_Exercise description_. Copy out all lines of the material below in which "Serialize" occurs.

_Records for this task_.
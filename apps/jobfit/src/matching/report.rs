//! Assembles the fit report for a job from whichever channels are available.

use serde::{Deserialize, Serialize};
use tracing::info;

use crate::engine::Engine;
use crate::errors::AppError;
use crate::matching::{FitBadge, MatchResult};
use crate::models::{AnswerRow, JobId, QuizId, ResumeId};
use crate::quiz::grading::latest_per_question;

/// Gaps shown in the recommendation block. `MatchResult::gaps` itself is uncapped.
const TOP_CV_GAPS: usize = 8;

#[derive(Debug, Clone, PartialEq, Serialize, Deserialize)]
pub struct QuizScore {
    pub score: f64,
}

#[derive(Debug, Clone, PartialEq, Default, Serialize, Deserialize)]
pub struct Recommendations {
    pub top_cv_gaps: Vec<String>,
}

#[derive(Debug, Clone, PartialEq, Serialize, Deserialize)]
pub struct MatchReport {
    pub job_id: JobId,
    pub cv_match: Option<MatchResult>,
    pub quiz_match: Option<QuizScore>,
    pub combined: Option<f64>,
    pub badge: Option<FitBadge>,
    pub message: String,
    pub recommend: Recommendations,
}

#[derive(Clone)]
pub struct MatchService {
    engine: Engine,
}

impl MatchService {
    pub fn new(engine: Engine) -> Self {
        Self { engine }
    }

    /// Builds the report. A quiz with no graded answers counts as an absent
    /// channel rather than a zero score.
    pub async fn report(
        &self,
        job_id: JobId,
        resume_id: Option<ResumeId>,
        quiz_id: Option<QuizId>,
    ) -> Result<MatchReport, AppError> {
        let store = self.engine.store();
        self.engine.require_job(job_id).await?;

        let cv_match = match resume_id {
            Some(resume_id) => {
                let resume = store
                    .get_resume(resume_id)
                    .await?
                    .ok_or_else(|| AppError::NotFound(format!("resume {resume_id}")))?;
                let skills = self.engine.skills_or_fallback(job_id).await?;
                Some(self.engine.score_cv(&resume.text, &skills)?)
            }
            None => None,
        };

        let quiz_match = match quiz_id {
            Some(quiz_id) => {
                let quiz = store
                    .get_quiz(quiz_id)
                    .await?
                    .ok_or_else(|| AppError::NotFound(format!("quiz {quiz_id}")))?;
                if quiz.job_id != job_id {
                    return Err(AppError::InvalidState(format!(
                        "quiz {quiz_id} belongs to job {}, not job {job_id}",
                        quiz.job_id
                    )));
                }
                let graded: Vec<AnswerRow> = store
                    .list_answers(quiz_id)
                    .await?
                    .into_iter()
                    .filter(AnswerRow::is_graded)
                    .collect();
                if latest_per_question(&graded).is_empty() {
                    None
                } else {
                    Some(QuizScore {
                        score: store.quiz_overall(quiz_id).await?,
                    })
                }
            }
            None => None,
        };

        let verdict = self.engine.combine_fit(
            cv_match.as_ref().map(|m| m.score),
            quiz_match.as_ref().map(|q| q.score),
        );
        let recommend = Recommendations {
            top_cv_gaps: cv_match
                .as_ref()
                .map(|m| m.gaps.iter().take(TOP_CV_GAPS).cloned().collect())
                .unwrap_or_default(),
        };

        info!(
            %job_id,
            cv = ?cv_match.as_ref().map(|m| m.score),
            quiz = ?quiz_match.as_ref().map(|q| q.score),
            badge = ?verdict.badge,
            "Match report built"
        );

        Ok(MatchReport {
            job_id,
            cv_match,
            quiz_match,
            combined: verdict.combined,
            badge: verdict.badge,
            message: verdict.message,
            recommend,
        })
    }
}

_Solution to this problem_.
use serde::{Deserialize, Serialize};
#[derive(Debug, Clone, PartialEq, Serialize, Deserialize)]
#[derive(Debug, Clone, PartialEq, Default, Serialize, Deserialize)]
#[derive(Debug, Clone, PartialEq, Serialize, Deserialize)]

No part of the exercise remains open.